On launch, The Witcher 2 was a fine game. A superb character-driven RPG, players followed Geralt of Rivia – the titular witcher, or monster hunter – as he tried to uncover both the memories he lost between the end of the books and the start of the first game, and the mysteries surrounding a series of political assassinations that appeared to be committed by witchers themselves.
And it did a lot right. Good voice acting and good characters occupied a well-designed and fascinating world, while a complex and intriguing plot slowly unravelled. The game’s combat system – a sort of tactical-action mishmash, with everything happening in real-time but requiring careful thought – was superb; fights were, for the most part, fun but fair. Rushing in and clicking rapidly would get you killed, but making the most of your traps, weapons, magical signs, and pre-battle potions, and dodging and parrying as needed, would give you the edge required. In short, it was bloody marvellous.
The Witcher 2 suffered from a few… teething problems, however. There were a few engine quirks (only one person could traverse a door at once, for instance, leading to unintentionally amusing queues if you had to follow a group), and the start of the game was far, far harder than the rest of it due to two factors.
First: the further in you got, the more skills you unlocked and the more powerful you were. This meant that the game had the reverse of the usual difficulty curve, with the end game actually being far easier than the prologue. Not a major problem because the game was so damnably enjoyable anyway.
Secondly, the game’s “tutorial” was awful. Next to nothing was explained (if you didn’t know what an Axii or Yrden sign did, for instance, you were screwed) and pop-up hints didn’t pause the action so even the assistance offered would often get you killed. The first hour of The Witcher 2 was a trial by fire – almost literally, when that bloody dragon turned up – but perseverance was rewarded with one of the best RPG experiences in recent memory.

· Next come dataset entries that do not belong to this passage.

use async_trait::async_trait;
use chrono::{DateTime, Utc};

use crate::{
    Error,
    account::AccountId,
    token::{NewRefreshToken, RefreshToken, RefreshTokenStats},
};

/// Repository for refresh-token rows.
///
/// Rows hold token hashes only; every lookup is by hash, never by scanning
/// plaintexts. Revocation is logical (a flag), physical deletion happens only
/// through [`purge_dead`](RefreshTokenRepository::purge_dead).
#[async_trait]
pub trait RefreshTokenRepository: Send + Sync + 'static {
    async fn insert(&self, token: NewRefreshToken) -> Result<RefreshToken, Error>;

    async fn find_by_hash(&self, token_hash: &str) -> Result<Option<RefreshToken>, Error>;

    /// Mark one row revoked. Returns `false` when no non-revoked row matched
    /// the hash, which makes repeated revocation a no-op rather than an
    /// error.
    async fn revoke_by_hash(
        &self,
        token_hash: &str,
        revoked_by: Option<AccountId>,
        reason: &str,
        now: DateTime<Utc>,
    ) -> Result<bool, Error>;

    /// Mark every non-revoked row for the account revoked. Returns the
    /// number of rows affected.
    async fn revoke_all_for_account(
        &self,
        account_id: AccountId,
        revoked_by: Option<AccountId>,
        reason: &str,
        now: DateTime<Utc>,
    ) -> Result<u64, Error>;

    /// Count rows that have been in a terminal state (expired or revoked)
    /// since before `cutoff`. The dry-run side of the purge.
    async fn count_dead(&self, cutoff: DateTime<Utc>) -> Result<u64, Error>;

    /// Physically delete rows dead since before `cutoff`. Idempotent and
    /// safe to run concurrently with live validation: anything it removes
    /// was already invisible to validation for the whole retention window.
    async fn purge_dead(&self, cutoff: DateTime<Utc>) -> Result<u64, Error>;

    /// Aggregate counts for the admin surface.
    async fn stats(&self, now: DateTime<Utc>) -> Result<RefreshTokenStats, Error>;
}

Then along came patch 2.0.
Suddenly, there was a new, decent, stand-alone tutorial that actually, properly, genuinely explained how to play the game and how everything worked. Suddenly, there was an Arena mode that let you battle through increasingly hard waves of foes, upgrading your equipment and abilities and hiring mercenaries between battles, and giving you a chance to practice your combat skills away from the main game (and frankly, this could’ve easily been sold as a £3-£5 stand-alone product). Suddenly, there was the aptly-titled “Dark” difficulty, which is as hard as the game’s highest difficulty but removed the stringent “if you die, your saves are deleted” restriction that meant the game’s greatest challenges were reserved for those as fearless as they were skilled.
In short, The Witcher 2 had made itself more accessible to newcomers, more fun for the experts, and generally fixed some of its few problems.

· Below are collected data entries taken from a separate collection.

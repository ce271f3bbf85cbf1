use async_trait::async_trait;

use crate::{
    Error,
    audit::{AuditEvent, AuditPage, AuditQuery, NewAuditEvent},
};

/// Repository for the append-only audit trail.
///
/// There is deliberately no update or delete operation; events are immutable
/// once written.
#[async_trait]
pub trait AuditRepository: Send + Sync + 'static {
    /// Append one event. A failure here must propagate to the caller; the
    /// boundary fails closed rather than responding without a trail.
    async fn append(&self, event: NewAuditEvent) -> Result<AuditEvent, Error>;

    /// Filtered, paged listing, newest first.
    async fn query(&self, query: &AuditQuery) -> Result<AuditPage, Error>;
}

But focusing too much on patch 2.0 is giving short shrift to the rest of the game and, much as that patch resolved a load of issues, The Witcher 2 was always a game of the year contender. I could wax lyrical about it being the game that’s done the best “morally grey” choices that I can think of, or the fact that it is – for the most part – one of the most genuinely mature games I’ve played in a long time (and that’s in terms of themes rather than sophomoric nudity and violence). I could also mention that it’s got some of the most impactful choices in any title of this length yet, with almost half of the game varying wildly based on certain decisions, and the ending chapter being heavily affected by prior choices.
I joked in the tagline of the original review that The Witcher 2 was possibly going to be the witchest game of the year, and I can now confidently state that not only is it indeed the witchest game of the year, but it’s even witcher than ever before. Less nonsensically, it’s also one of the best plot-and-character-driven RPGs of the year, with that plot and those characters joined by meaningful choices and sterling combat. Now more than ever, it absolutely deserves its place towards the top of any game of the year list.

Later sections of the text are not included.